*** Begin section ***

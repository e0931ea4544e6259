use foundation::math::Vec2;
use layers::{Hsl, Painter};
use runtime::{FrameHandle, FrameHost};
use wasm_bindgen::JsCast;
use wasm_bindgen::prelude::*;
use web_sys::CanvasRenderingContext2d;

fn ctx_set_style(ctx: &CanvasRenderingContext2d, key: &str, value: &str) {
    let _ = js_sys::Reflect::set(ctx.as_ref(), &JsValue::from_str(key), &JsValue::from_str(value));
}

/// [`Painter`] over a canvas 2D context.
pub struct CanvasPainter {
    ctx: CanvasRenderingContext2d,
}

impl CanvasPainter {
    pub fn new(ctx: CanvasRenderingContext2d) -> Self {
        Self { ctx }
    }
}

impl Painter for CanvasPainter {
    fn clear(&mut self, width: f64, height: f64) {
        self.ctx.clear_rect(0.0, 0.0, width, height);
    }

    fn begin_path(&mut self) {
        self.ctx.begin_path();
    }

    fn move_to(&mut self, p: Vec2) {
        self.ctx.move_to(p.x, p.y);
    }

    fn line_to(&mut self, p: Vec2) {
        self.ctx.line_to(p.x, p.y);
    }

    fn close_path(&mut self) {
        self.ctx.close_path();
    }

    fn fill(&mut self, color: Hsl) {
        ctx_set_style(&self.ctx, "fillStyle", &color.to_css());
        self.ctx.fill();
    }

    fn stroke(&mut self, color: &str, width: f64) {
        ctx_set_style(&self.ctx, "strokeStyle", color);
        self.ctx.set_line_width(width);
        self.ctx.stroke();
    }
}

/// `requestAnimationFrame` host. One long-lived callback serves every frame.
pub struct RafHost {
    callback: Closure<dyn FnMut(f64)>,
}

impl RafHost {
    pub fn new(on_frame: impl FnMut(f64) + 'static) -> Self {
        Self {
            callback: Closure::wrap(Box::new(on_frame) as Box<dyn FnMut(f64)>),
        }
    }
}

impl FrameHost for RafHost {
    fn request_frame(&mut self) -> Option<FrameHandle> {
        let window = web_sys::window()?;
        window
            .request_animation_frame(self.callback.as_ref().unchecked_ref())
            .ok()
            .map(|id| FrameHandle(i64::from(id)))
    }

    fn cancel_frame(&mut self, handle: FrameHandle) {
        let (Some(window), Ok(id)) = (web_sys::window(), i32::try_from(handle.0)) else {
            return;
        };
        let _ = window.cancel_animation_frame(id);
    }
}
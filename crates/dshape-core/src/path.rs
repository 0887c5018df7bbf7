//! # Field Paths
//!
//! A [`FieldPath`] locates a value inside a document as a sequence of
//! object-key and array-index steps from the root.
//!
//! Two renderings are provided:
//!
//! - **Dotted** (`Display`): `.functions.api.events[0].http`. Keys that are
//!   not plain identifiers are quoted: `.schemas["application/json"]`.
//!   The root renders as `(root)`.
//! - **JSON Pointer** ([`FieldPath::to_pointer`]): `/functions/api/events/0/http`
//!   per RFC 6901, with `~` and `/` escaped.

use std::fmt;

use serde::{Serialize, Serializer};

/// One step in a [`FieldPath`].
#[derive(Debug, Clone, PartialEq, Eq, Hash)]
pub enum PathSegment {
    /// An object key.
    Key(String),
    /// An array index.
    Index(usize),
}

impl From<&str> for PathSegment {
    fn from(key: &str) -> Self {
        PathSegment::Key(key.to_string())
    }
}

impl From<String> for PathSegment {
    fn from(key: String) -> Self {
        PathSegment::Key(key)
    }
}

impl From<usize> for PathSegment {
    fn from(index: usize) -> Self {
        PathSegment::Index(index)
    }
}

/// Location of a value within a document, from the root.
#[derive(Debug, Clone, Default, PartialEq, Eq, Hash)]
pub struct FieldPath {
    segments: Vec<PathSegment>,
}

impl FieldPath {
    /// The empty path, addressing the document root.
    pub fn root() -> Self {
        Self::default()
    }

    /// Returns a new path with `segment` appended.
    pub fn child(&self, segment: impl Into<PathSegment>) -> Self {
        let mut segments = Vec::with_capacity(self.segments.len() + 1);
        segments.extend(self.segments.iter().cloned());
        segments.push(segment.into());
        Self { segments }
    }

    /// Returns true if this path addresses the document root.
    pub fn is_root(&self) -> bool {
        self.segments.is_empty()
    }

    /// Number of steps from the root.
    pub fn depth(&self) -> usize {
        self.segments.len()
    }

    /// The steps of this path.
    pub fn segments(&self) -> &[PathSegment] {
        &self.segments
    }

    /// The last step, if any.
    pub fn last(&self) -> Option<&PathSegment> {
        self.segments.last()
    }

    /// Render as an RFC 6901 JSON Pointer. The root is the empty string.
    pub fn to_pointer(&self) -> String {
        let mut out = String::new();
        for segment in &self.segments {
            out.push('/');
            match segment {
                PathSegment::Key(key) => {
                    out.push_str(&key.replace('~', "~0").replace('/', "~1"));
                }
                PathSegment::Index(i) => out.push_str(&i.to_string()),
            }
        }
        out
    }
}

impl<S: Into<PathSegment>> FromIterator<S> for FieldPath {
    fn from_iter<I: IntoIterator<Item = S>>(iter: I) -> Self {
        Self {
            segments: iter.into_iter().map(Into::into).collect(),
        }
    }
}

/// Keys made of ASCII alphanumerics, `_` and `-`, not starting with a digit,
/// render bare; everything else is quoted.
fn is_plain_key(key: &str) -> bool {
    let mut chars = key.chars();
    match chars.next() {
        Some(c) if c.is_ascii_alphabetic() || c == '_' => {}
        _ => return false,
    }
    chars.all(|c| c.is_ascii_alphanumeric() || c == '_' || c == '-')
}

impl fmt::Display for FieldPath {
    fn fmt(&self, f: &mut fmt::Formatter<'_>) -> fmt::Result {
        if self.segments.is_empty() {
            return write!(f, "(root)");
        }
        for segment in &self.segments {
            match segment {
                PathSegment::Key(key) if is_plain_key(key) => write!(f, ".{key}")?,
                PathSegment::Key(key) => write!(f, "[{key:?}]")?,
                PathSegment::Index(i) => write!(f, "[{i}]")?,
            }
        }
        Ok(())
    }
}

impl Serialize for FieldPath {
    fn serialize<S: Serializer>(&self, serializer: S) -> Result<S::Ok, S::Error> {
        serializer.collect_str(self)
    }
}
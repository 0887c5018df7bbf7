//! # Plugin Command Schema
//!
//! The declaration a framework plugin makes of the CLI commands it adds:
//!
//! ```yaml
//! commands:
//!   deploy:
//!     usage: Deploy the service
//!     lifecycleEvents: [package, deploy]
//!     options:
//!       stage: { usage: Target stage, shortcut: s, type: string }
//!     commands:
//!       function:
//!         usage: Deploy a single function
//!         lifecycleEvents: [deploy]
//! ```
//!
//! Commands nest. Schema nodes are trees, so nesting is unrolled to
//! [`MAX_COMMAND_DEPTH`] levels; deeper `commands` keys are undeclared.

use dshape_schema::{ObjectSchema, Schema, SchemaDefinitionError, SchemaNode};

use crate::shapes::{string_list, string_map};

/// Levels of nested `commands` the schema describes.
pub const MAX_COMMAND_DEPTH: usize = 4;

/// Compile the plugin command schema.
pub fn plugin_schema() -> Result<Schema, SchemaDefinitionError> {
    let root = ObjectSchema::new()
        .optional("commands", SchemaNode::map(command(MAX_COMMAND_DEPTH).into()))
        .optional("provider", SchemaNode::string())
        .optional("hooks", string_map());
    let schema = Schema::compile(root.into())?;
    tracing::debug!(depth = MAX_COMMAND_DEPTH, "plugin command schema compiled");
    Ok(schema)
}

fn option() -> ObjectSchema {
    ObjectSchema::new()
        .optional("usage", SchemaNode::string())
        .defaulted("required", SchemaNode::boolean(), false)
        .optional("shortcut", SchemaNode::string())
        .optional(
            "type",
            SchemaNode::enumeration(["string", "boolean", "multiple"]),
        )
        .optional(
            "default",
            SchemaNode::union([
                SchemaNode::string(),
                SchemaNode::boolean(),
                string_list(),
            ]),
        )
}

/// A command with `depth` levels of subcommands below it.
fn command(depth: usize) -> ObjectSchema {
    let object = ObjectSchema::new()
        .optional("usage", SchemaNode::string())
        .optional("lifecycleEvents", string_list())
        .optional("options", SchemaNode::map(option().into()))
        .optional(
            "type",
            SchemaNode::enumeration(["entrypoint", "container"]),
        )
        .optional("groupName", SchemaNode::string());
    if depth > 1 {
        object.optional("commands", SchemaNode::map(command(depth - 1).into()))
    } else {
        object
    }
}

#[cfg(test)]
mod tests {
    use super::*;
    use dshape_schema::ViolationKind;
    use serde_json::json;

    #[test]
    fn option_required_defaults_to_false() {
        let doc = json!({"commands": {"command": {
            "usage": "description",
            "lifecycleEvents": ["start"],
            "options": {"option": {"usage": "description", "shortcut": "o",
                                    "type": "multiple", "default": ["value1", "value2"]}}
        }}});
        let result = plugin_schema().unwrap().validate(&doc);
        let normalized = result.document().unwrap();
        assert_eq!(
            normalized["commands"]["command"]["options"]["option"]["required"],
            json!(false)
        );
    }

    #[test]
    fn option_type_is_checked() {
        let doc = json!({"commands": {"c": {"options": {"o": {"type": "number"}}}}});
        let result = plugin_schema().unwrap().validate(&doc);
        assert_eq!(result.violations().len(), 1);
        assert_eq!(result.violations()[0].kind, ViolationKind::EnumMismatch);
        assert_eq!(
            result.violations()[0].path.to_string(),
            ".commands.c.options.o.type"
        );
    }

    #[test]
    fn nested_commands_are_checked() {
        let doc = json!({"commands": {"deploy": {"commands": {"function": {
            "lifecycleEvents": "deploy"
        }}}}});
        let result = plugin_schema().unwrap().validate(&doc);
        assert_eq!(
            result.violations()[0].path.to_string(),
            ".commands.deploy.commands.function.lifecycleEvents"
        );
    }
}
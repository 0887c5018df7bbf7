//! # Schema Description Files
//!
//! Loads schemas authored as YAML or JSON documents instead of with the
//! builder API:
//!
//! ```yaml
//! type: object
//! unknown_fields: deny
//! fields:
//!   method: { type: enum, values: [get, post] }
//!   path:   { type: string }
//!   cors:   { type: boolean, optional: true, default: false }
//! ```
//!
//! ## Pipeline
//!
//! 1. Parse the file (format chosen by extension; YAML is converted to a
//!    JSON value tree).
//! 2. Check the raw description against the embedded Draft 2020-12
//!    meta-schema (`meta/schema-description.schema.json`) using the
//!    `jsonschema` crate. Every problem is reported with its instance path.
//! 3. Decode into a [`SchemaNode`] with serde. Field order is preserved.
//! 4. Compile with [`Schema::compile`].
//!
//! A description that passes the meta-schema can still fail compilation,
//! e.g. an ambiguous union. Shape errors come from step 2, semantic errors
//! from step 4.

use std::fmt;
use std::path::Path;

use dshape_core::{
    load_document, parse_document, DocumentError, DocumentFormat, FieldPath, PathSegment,
};
use jsonschema::Validator;
use serde::Deserialize;
use serde_json::Value;
use thiserror::Error;

use crate::compile::{Schema, SchemaDefinitionError};
use crate::node::SchemaNode;

/// The description meta-schema, embedded at build time.
pub const META_SCHEMA: &str = include_str!("../meta/schema-description.schema.json");

/// Error while loading a schema description.
#[derive(Error, Debug)]
pub enum SchemaLoadError {
    /// The description file could not be read or parsed.
    #[error(transparent)]
    Document(#[from] DocumentError),

    /// The description does not follow the description format.
    #[error("malformed schema description '{source_name}':\n{violations}")]
    Malformed {
        /// File name or label of the description.
        source_name: String,
        /// Every meta-schema violation found.
        violations: MetaViolations,
    },

    /// The description passed the meta-schema but could not be decoded.
    #[error("cannot decode schema description '{source_name}': {reason}")]
    Decode {
        /// File name or label of the description.
        source_name: String,
        /// Decoder message.
        reason: String,
    },

    /// The decoded schema is contradictory or ambiguous.
    #[error("invalid schema in '{source_name}': {source}")]
    Definition {
        /// File name or label of the description.
        source_name: String,
        /// The definition error.
        #[source]
        source: SchemaDefinitionError,
    },

    /// The embedded meta-schema could not be built.
    #[error("meta-schema error: {0}")]
    MetaSchema(String),
}

/// A place where a description breaks the description format.
#[derive(Debug, Clone, PartialEq)]
pub struct MetaViolation {
    /// Where in the description the problem is, in the notation used for
    /// document violations.
    pub location: FieldPath,
    /// What the meta-schema rejected.
    pub message: String,
}

impl MetaViolation {
    /// Resolve a meta-schema JSON Pointer against the description it came
    /// from. Steps into arrays (`values`, `alternatives`) become indices;
    /// everything else, including numeric field names, stays a key.
    fn at_pointer(description: &Value, pointer: &str, message: String) -> Self {
        let mut node = Some(description);
        let mut location = FieldPath::root();
        for raw in pointer.split('/').skip(1) {
            let step = raw.replace("~1", "/").replace("~0", "~");
            let segment = match (node, step.parse::<usize>()) {
                (Some(Value::Array(items)), Ok(index)) => {
                    node = items.get(index);
                    PathSegment::Index(index)
                }
                (Some(Value::Object(map)), _) => {
                    node = map.get(&step);
                    PathSegment::Key(step)
                }
                _ => {
                    node = None;
                    PathSegment::Key(step)
                }
            };
            location = location.child(segment);
        }
        Self { location, message }
    }
}

impl fmt::Display for MetaViolation {
    fn fmt(&self, f: &mut fmt::Formatter<'_>) -> fmt::Result {
        write!(f, "{}: {}", self.location, self.message)
    }
}

/// Every meta-schema violation of one description, one per line when shown.
#[derive(Debug, Clone, PartialEq)]
pub struct MetaViolations {
    violations: Vec<MetaViolation>,
}

impl MetaViolations {
    pub fn violations(&self) -> &[MetaViolation] {
        &self.violations
    }
}

impl fmt::Display for MetaViolations {
    fn fmt(&self, f: &mut fmt::Formatter<'_>) -> fmt::Result {
        let mut lines = self.violations.iter();
        if let Some(first) = lines.next() {
            write!(f, "  {first}")?;
        }
        for v in lines {
            write!(f, "\n  {v}")?;
        }
        Ok(())
    }
}

/// Loads schema descriptions, checking them against the meta-schema.
///
/// Building the meta-schema validator is not free; construct one loader and
/// reuse it for every description.
pub struct DescriptionLoader {
    meta: Validator,
}

impl fmt::Debug for DescriptionLoader {
    fn fmt(&self, f: &mut fmt::Formatter<'_>) -> fmt::Result {
        f.debug_struct("DescriptionLoader").finish_non_exhaustive()
    }
}

impl DescriptionLoader {
    /// Build the meta-schema validator.
    ///
    /// # Errors
    ///
    /// Returns `SchemaLoadError::MetaSchema` if the embedded meta-schema is
    /// not a valid Draft 2020-12 schema.
    pub fn new() -> Result<Self, SchemaLoadError> {
        let meta_value: Value = serde_json::from_str(META_SCHEMA)
            .map_err(|e| SchemaLoadError::MetaSchema(e.to_string()))?;
        let mut opts = jsonschema::options();
        opts.with_draft(jsonschema::Draft::Draft202012);
        let meta = opts
            .build(&meta_value)
            .map_err(|e| SchemaLoadError::MetaSchema(e.to_string()))?;
        Ok(Self { meta })
    }

    /// Check a raw description against the meta-schema.
    ///
    /// # Errors
    ///
    /// Returns every violation found, in the order `jsonschema` reports them.
    pub fn check(&self, description: &Value) -> Result<(), MetaViolations> {
        let violations: Vec<MetaViolation> = self
            .meta
            .iter_errors(description)
            .map(|e| {
                MetaViolation::at_pointer(description, &e.instance_path.to_string(), e.to_string())
            })
            .collect();
        if violations.is_empty() {
            Ok(())
        } else {
            Err(MetaViolations { violations })
        }
    }

    /// Check and decode a description into an uncompiled node.
    ///
    /// Useful when the node is to be composed further before compiling.
    pub fn decode(&self, description: &Value, source_name: &str) -> Result<SchemaNode, SchemaLoadError> {
        self.check(description)
            .map_err(|violations| SchemaLoadError::Malformed {
                source_name: source_name.to_string(),
                violations,
            })?;
        SchemaNode::deserialize(description).map_err(|e| SchemaLoadError::Decode {
            source_name: source_name.to_string(),
            reason: e.to_string(),
        })
    }

    /// Check, decode and compile a description value.
    pub fn from_value(&self, description: &Value, source_name: &str) -> Result<Schema, SchemaLoadError> {
        let node = self.decode(description, source_name)?;
        let schema = Schema::compile(node).map_err(|source| SchemaLoadError::Definition {
            source_name: source_name.to_string(),
            source,
        })?;
        tracing::debug!(source = source_name, "schema description loaded");
        Ok(schema)
    }

    /// Parse description text in the given format, then load it.
    pub fn load_str(
        &self,
        content: &str,
        format: DocumentFormat,
        source_name: &str,
    ) -> Result<Schema, SchemaLoadError> {
        let description = parse_document(content, format, source_name)?;
        self.from_value(&description, source_name)
    }

    /// Load a description file. `.yaml`/`.yml` files are parsed as YAML,
    /// everything else as JSON.
    pub fn load(&self, path: &Path) -> Result<Schema, SchemaLoadError> {
        let description = load_document(path)?;
        self.from_value(&description, &path.display().to_string())
    }
}

#[cfg(test)]
mod tests {
    use super::*;
    use serde_json::json;

    fn loader() -> DescriptionLoader {
        DescriptionLoader::new().expect("meta-schema builds")
    }

    #[test]
    fn test_meta_schema_builds() {
        let _ = loader();
    }

    #[test]
    fn test_loads_yaml_description() {
        let yaml = r#"
type: object
unknown_fields: deny
fields:
  method: { type: enum, values: [get, post] }
  path:   { type: string }
  cors:   { type: boolean, optional: true, default: false }
"#;
        let schema = loader()
            .load_str(yaml, DocumentFormat::Yaml, "http.yml")
            .unwrap();
        let result = schema.validate(&json!({"method": "get", "path": "/x"}));
        assert_eq!(
            result.document(),
            Some(&json!({"method": "get", "path": "/x", "cors": false}))
        );
        assert!(!schema.validate(&json!({"method": "put", "path": "/x"})).is_accepted());
    }

    #[test]
    fn test_malformed_description_reports_paths() {
        let description = json!({
            "type": "object",
            "fields": {
                "method": { "type": "enum" },
                "path": { "type": "strng" }
            }
        });
        let err = loader().from_value(&description, "bad.json").unwrap_err();
        match err {
            SchemaLoadError::Malformed { violations, .. } => {
                let paths: Vec<String> = violations
                    .violations()
                    .iter()
                    .map(|v| v.location.to_string())
                    .collect();
                assert!(paths.contains(&".fields.method".to_string()), "{paths:?}");
                assert!(paths.contains(&".fields.path.type".to_string()), "{paths:?}");
            }
            other => panic!("Expected Malformed, got: {other}"),
        }
    }

    #[test]
    fn test_unknown_keyword_is_malformed() {
        let description = json!({ "type": "string", "pattern": "^a" });
        assert!(matches!(
            loader().from_value(&description, "x.json"),
            Err(SchemaLoadError::Malformed { .. })
        ));
    }

    #[test]
    fn test_ambiguous_description_is_definition_error() {
        let description = json!({
            "type": "union",
            "alternatives": [ { "type": "string" }, { "type": "string" } ]
        });
        let err = loader().from_value(&description, "u.json").unwrap_err();
        assert!(matches!(
            err,
            SchemaLoadError::Definition {
                source: SchemaDefinitionError::AmbiguousUnion { .. },
                ..
            }
        ));
        assert!(err.to_string().starts_with("invalid schema in 'u.json'"));
    }

    #[test]
    fn test_constraints_decode() {
        let description = json!({
            "type": "object",
            "fields": {
                "name": { "type": "string", "optional": true },
                "arn":  { "type": "string", "optional": true }
            },
            "constraints": [ { "exactly_one_of": ["name", "arn"] } ]
        });
        let schema = loader().from_value(&description, "auth.json").unwrap();
        assert!(schema.validate(&json!({"name": "a"})).is_accepted());
        assert!(!schema.validate(&json!({"name": "a", "arn": "b"})).is_accepted());
    }

    #[test]
    fn test_constraint_with_two_keys_is_malformed() {
        let description = json!({
            "type": "object",
            "fields": { "a": { "type": "string" }, "b": { "type": "string" } },
            "constraints": [ { "exactly_one_of": ["a", "b"], "at_least_one_of": ["a", "b"] } ]
        });
        assert!(matches!(
            loader().from_value(&description, "c.json"),
            Err(SchemaLoadError::Malformed { .. })
        ));
    }

    #[test]
    fn test_load_from_file() {
        let dir = tempfile::tempdir().unwrap();
        let path = dir.path().join("schedule.json");
        std::fs::write(
            &path,
            r#"{ "type": "union", "alternatives": [
                 { "type": "string" },
                 { "type": "object", "fields": { "rate": { "type": "string" } } } ] }"#,
        )
        .unwrap();
        let schema = loader().load(&path).unwrap();
        assert!(schema.validate(&json!("rate(1 minute)")).is_accepted());
        assert!(schema.validate(&json!({"rate": "rate(1 minute)"})).is_accepted());
    }

    #[test]
    fn test_missing_file_is_document_error() {
        let err = loader()
            .load(Path::new("/nonexistent/dshape/schema.yml"))
            .unwrap_err();
        assert!(matches!(err, SchemaLoadError::Document(DocumentError::Read { .. })));
    }

    #[test]
    fn test_meta_violation_display() {
        let v = MetaViolation {
            location: ["fields", "path", "type"].into_iter().collect(),
            message: "\"strng\" is not one of ...".to_string(),
        };
        assert_eq!(v.to_string(), ".fields.path.type: \"strng\" is not one of ...");
        let root = MetaViolation {
            location: FieldPath::root(),
            message: "\"type\" is a required property".to_string(),
        };
        assert!(root.to_string().starts_with("(root): "));
    }

    #[test]
    fn test_violation_locations_follow_the_description() {
        let description = json!({
            "type": "union",
            "alternatives": [
                { "type": "string" },
                { "type": "enum", "values": ["a", { "b": 1 }] }
            ]
        });
        let violations = loader().check(&description).unwrap_err();
        let paths: Vec<String> = violations
            .violations()
            .iter()
            .map(|v| v.location.to_string())
            .collect();
        assert!(paths.contains(&".alternatives[1].values[1]".to_string()), "{paths:?}");

        let numeric_field = json!({
            "type": "object",
            "fields": { "200": { "type": "strng" } }
        });
        let violations = loader().check(&numeric_field).unwrap_err();
        let expected: FieldPath = [
            PathSegment::from("fields"),
            PathSegment::from("200"),
            PathSegment::from("type"),
        ]
        .into_iter()
        .collect();
        assert!(
            violations.violations().iter().any(|v| v.location == expected),
            "{violations}"
        );
    }

    #[test]
    fn test_malformed_error_lists_one_violation_per_line() {
        let err = loader()
            .from_value(&json!({ "type": "object", "fields": { "a": {}, "b": {} } }), "two.json")
            .unwrap_err();
        let rendered = err.to_string();
        let mut lines = rendered.lines();
        assert_eq!(lines.next(), Some("malformed schema description 'two.json':"));
        for line in lines {
            assert!(line.starts_with("  .fields."), "{rendered}");
        }
    }
}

*** End section ***

Exercise aim:
The sole response should be the count of lines in the material holding the string "last".

Result:
3